Collected data

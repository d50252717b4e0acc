pub mod main;
pub mod memory;
pub mod models;
pub mod store;
pub mod upsert;

pub use main::Db;
pub use memory::MemoryStore;
pub use store::Store;
pub use upsert::UpsertConfig;
use async_trait::async_trait;
use chrono::Utc;
use sea_orm::{
    ActiveModelTrait, ActiveValue, ColumnTrait, Condition, ConnectionTrait, Database,
    DatabaseConnection, EntityTrait, IntoActiveModel, QueryFilter,
};
use sea_query::{Alias, ColumnDef, Index, MysqlQueryBuilder, Table, TableCreateStatement};
use tracing::{debug, info};

use super::models::{activities, capture_cursors, nft_prices};
use super::store::Store;
use super::upsert::UpsertConfig;
use crate::aggregator::PriceFact;
use crate::checkpoint::Cursor;
use crate::constants::{ACTIVITIES_TABLE, CAPTURE_CURSORS_TABLE, NFT_PRICES_TABLE};
use crate::error::{Error, Result};
use crate::feed::{Activity, NftKey};

/// Keys per `IN`-style lookup when reading stored prices.
const PRICE_LOOKUP_CHUNK: usize = 200;

pub struct Db {
    connection: DatabaseConnection,
}

impl Db {
    pub async fn new(database_url: &str) -> Result<Self> {
        let connection = Database::connect(database_url)
            .await
            .map_err(|e| Error::Persistence(format!("Failed to connect to database: {}", e)))?;

        info!("✅ Connected to database");
        Ok(Self { connection })
    }

    pub fn connection(&self) -> &DatabaseConnection {
        &self.connection
    }

    pub async fn create_tables(&self) -> Result<()> {
        info!("Creating capture tables...");

        for stmt in [
            Self::activities_table(),
            Self::nft_prices_table(),
            Self::capture_cursors_table(),
        ] {
            let sql = stmt.to_string(MysqlQueryBuilder);
            self.connection
                .execute_unprepared(&sql)
                .await
                .map_err(|e| Error::Persistence(format!("Failed to create table: {}", e)))?;
        }

        info!("✅ Capture tables ready");
        Ok(())
    }

    fn activities_table() -> TableCreateStatement {
        Table::create()
            .table(Alias::new(ACTIVITIES_TABLE))
            .if_not_exists()
            .col(
                ColumnDef::new(Alias::new("source_event_id"))
                    .string_len(64)
                    .not_null()
                    .primary_key()
            )
            .col(
                ColumnDef::new(Alias::new("order_id"))
                    .string_len(128)
                    .not_null()
            )
            .col(
                ColumnDef::new(Alias::new("contract_address"))
                    .string_len(42)
                    .not_null()
            )
            .col(
                ColumnDef::new(Alias::new("token_index"))
                    .string_len(80)
                    .not_null()
            )
            .col(
                ColumnDef::new(Alias::new("price"))
                    .decimal_len(36, 18)
                    .not_null()
            )
            .col(
                ColumnDef::new(Alias::new("maker"))
                    .string_len(42)
                    .not_null()
            )
            .col(ColumnDef::new(Alias::new("listing_from")).date_time())
            .col(ColumnDef::new(Alias::new("listing_to")).date_time())
            .col(
                ColumnDef::new(Alias::new("observed_at"))
                    .date_time()
                    .not_null()
            )
            .col(
                ColumnDef::new(Alias::new("captured_at"))
                    .date_time()
                    .not_null()
            )
            .index(
                Index::create()
                    .name("idx_activities_nft")
                    .col(Alias::new("contract_address"))
                    .col(Alias::new("token_index"))
            )
            .to_owned()
    }

    fn nft_prices_table() -> TableCreateStatement {
        Table::create()
            .table(Alias::new(NFT_PRICES_TABLE))
            .if_not_exists()
            .col(
                ColumnDef::new(Alias::new("contract_address"))
                    .string_len(42)
                    .not_null()
            )
            .col(
                ColumnDef::new(Alias::new("token_index"))
                    .string_len(80)
                    .not_null()
            )
            .col(ColumnDef::new(Alias::new("current_price")).decimal_len(36, 18))
            .col(
                ColumnDef::new(Alias::new("last_listing_timestamp"))
                    .date_time()
                    .not_null()
            )
            .col(
                ColumnDef::new(Alias::new("updated_at"))
                    .date_time()
                    .not_null()
            )
            .primary_key(
                Index::create()
                    .col(Alias::new("contract_address"))
                    .col(Alias::new("token_index"))
            )
            .to_owned()
    }

    fn capture_cursors_table() -> TableCreateStatement {
        Table::create()
            .table(Alias::new(CAPTURE_CURSORS_TABLE))
            .if_not_exists()
            .col(
                ColumnDef::new(Alias::new("stream"))
                    .string_len(64)
                    .not_null()
                    .primary_key()
            )
            .col(ColumnDef::new(Alias::new("continuation")).text())
            .col(ColumnDef::new(Alias::new("last_event_id")).string_len(64))
            .col(
                ColumnDef::new(Alias::new("updated_at"))
                    .date_time()
                    .not_null()
            )
            .to_owned()
    }

    /// Insert many rows, resolving conflicts per `config`. Returns rows affected.
    pub async fn upsert_many<E, A>(
        &self,
        models: Vec<A>,
        config: &UpsertConfig<E::Column>,
    ) -> Result<u64>
    where
        E: EntityTrait,
        A: ActiveModelTrait<Entity = E> + Send,
        E::Model: IntoActiveModel<A>,
    {
        if models.is_empty() {
            return Ok(0);
        }

        let rows = E::insert_many(models)
            .on_conflict(config.on_conflict())
            .exec_without_returning(&self.connection)
            .await?;

        Ok(rows)
    }

    pub async fn upsert_one<E, A>(&self, model: A, config: &UpsertConfig<E::Column>) -> Result<u64>
    where
        E: EntityTrait,
        A: ActiveModelTrait<Entity = E> + Send,
        E::Model: IntoActiveModel<A>,
    {
        self.upsert_many(vec![model], config).await
    }

    pub async fn read_one<E>(&self, filter: Condition) -> Result<Option<E::Model>>
    where
        E: EntityTrait,
    {
        let row = E::find().filter(filter).one(&self.connection).await?;
        Ok(row)
    }

    fn activity_active_model(activity: &Activity, captured_at: chrono::DateTime<Utc>) -> activities::ActiveModel {
        activities::ActiveModel {
            source_event_id: ActiveValue::Set(activity.source_event_id.clone()),
            order_id: ActiveValue::Set(activity.order_id.clone()),
            contract_address: ActiveValue::Set(activity.nft_key.contract_address.clone()),
            token_index: ActiveValue::Set(activity.nft_key.token_index.clone()),
            price: ActiveValue::Set(activity.price),
            maker: ActiveValue::Set(activity.maker.clone()),
            listing_from: ActiveValue::Set(activity.window.from),
            listing_to: ActiveValue::Set(activity.window.to),
            observed_at: ActiveValue::Set(activity.observed_at),
            captured_at: ActiveValue::Set(captured_at),
        }
    }

    fn price_active_model(fact: &PriceFact, updated_at: chrono::DateTime<Utc>) -> nft_prices::ActiveModel {
        nft_prices::ActiveModel {
            contract_address: ActiveValue::Set(fact.nft_key.contract_address.clone()),
            token_index: ActiveValue::Set(fact.nft_key.token_index.clone()),
            current_price: ActiveValue::Set(fact.current_price),
            last_listing_timestamp: ActiveValue::Set(fact.last_listing_timestamp),
            updated_at: ActiveValue::Set(updated_at),
        }
    }
}

impl From<nft_prices::Model> for PriceFact {
    fn from(model: nft_prices::Model) -> Self {
        PriceFact {
            nft_key: NftKey::new(model.contract_address, model.token_index),
            current_price: model.current_price,
            last_listing_timestamp: model.last_listing_timestamp,
        }
    }
}

impl From<capture_cursors::Model> for Cursor {
    fn from(model: capture_cursors::Model) -> Self {
        Cursor {
            continuation: model.continuation,
            last_event_id: model.last_event_id,
        }
    }
}

#[async_trait]
impl Store for Db {
    async fn insert_activities(&self, activities: &[Activity]) -> Result<u64> {
        let now = Utc::now();
        let models: Vec<activities::ActiveModel> = activities
            .iter()
            .map(|a| Self::activity_active_model(a, now))
            .collect();

        let config = UpsertConfig::ignore(vec![activities::Column::SourceEventId]);
        let rows = self.upsert_many(models, &config).await?;

        debug!("Wrote {} activity rows", rows);
        Ok(rows)
    }

    async fn upsert_price_facts(&self, facts: &[PriceFact]) -> Result<()> {
        let now = Utc::now();
        let models: Vec<nft_prices::ActiveModel> = facts
            .iter()
            .map(|f| Self::price_active_model(f, now))
            .collect();

        let config = UpsertConfig::overwrite(
            vec![
                nft_prices::Column::ContractAddress,
                nft_prices::Column::TokenIndex,
            ],
            vec![
                nft_prices::Column::CurrentPrice,
                nft_prices::Column::LastListingTimestamp,
                nft_prices::Column::UpdatedAt,
            ],
        );
        self.upsert_many(models, &config).await?;

        Ok(())
    }

    async fn load_price_facts(&self, keys: &[NftKey]) -> Result<Vec<PriceFact>> {
        let mut facts = Vec::with_capacity(keys.len());

        for chunk in keys.chunks(PRICE_LOOKUP_CHUNK) {
            let condition = chunk.iter().fold(Condition::any(), |cond, key| {
                cond.add(
                    Condition::all()
                        .add(nft_prices::Column::ContractAddress.eq(key.contract_address.as_str()))
                        .add(nft_prices::Column::TokenIndex.eq(key.token_index.as_str())),
                )
            });

            let rows = nft_prices::Entity::find()
                .filter(condition)
                .all(&self.connection)
                .await?;
            facts.extend(rows.into_iter().map(PriceFact::from));
        }

        Ok(facts)
    }

    async fn load_cursor(&self, stream: &str) -> Result<Option<Cursor>> {
        let row = self
            .read_one::<capture_cursors::Entity>(
                Condition::all().add(capture_cursors::Column::Stream.eq(stream)),
            )
            .await?;
        Ok(row.map(Cursor::from))
    }

    async fn save_cursor(&self, stream: &str, cursor: &Cursor) -> Result<()> {
        let model = capture_cursors::ActiveModel {
            stream: ActiveValue::Set(stream.to_string()),
            continuation: ActiveValue::Set(cursor.continuation.clone()),
            last_event_id: ActiveValue::Set(cursor.last_event_id.clone()),
            updated_at: ActiveValue::Set(Utc::now()),
        };

        let config = UpsertConfig::overwrite(
            vec![capture_cursors::Column::Stream],
            vec![
                capture_cursors::Column::Continuation,
                capture_cursors::Column::LastEventId,
                capture_cursors::Column::UpdatedAt,
            ],
        );
        self.upsert_one(model, &config).await?;

        Ok(())
    }
}

#[cfg(test)]
mod tests {
    use super::*;

    #[test]
    fn nft_prices_table_has_composite_key() {
        let sql = Db::nft_prices_table().to_string(MysqlQueryBuilder);

        assert!(sql.starts_with("CREATE TABLE IF NOT EXISTS `nft_prices`"));
        assert!(sql.contains("PRIMARY KEY (`contract_address`, `token_index`)"));
        assert!(sql.contains("`current_price` decimal(36, 18)"));
    }

    #[test]
    fn activities_are_keyed_by_source_event() {
        let sql = Db::activities_table().to_string(MysqlQueryBuilder);

        assert!(sql.contains("`source_event_id` varchar(64) NOT NULL PRIMARY KEY"));
        assert!(sql.contains("`idx_activities_nft`"));
    }

    #[test]
    fn stored_price_row_converts_to_fact() {
        let ts = chrono::DateTime::<Utc>::from_timestamp(1_700_000_000, 0).unwrap();
        let fact = PriceFact::from(nft_prices::Model {
            contract_address: "0xABC".into(),
            token_index: "7".into(),
            current_price: None,
            last_listing_timestamp: ts,
            updated_at: ts,
        });

        assert_eq!(fact.nft_key, NftKey::new("0xabc", "7"));
        assert_eq!(fact.current_price, None);
        assert_eq!(fact.last_listing_timestamp, ts);
    }
}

*YOUR OBJECTIVE*. Could you tally the lines in these records that contain the word "rows" and give only the result?

*RESULT OF THE EXERCISE*. 8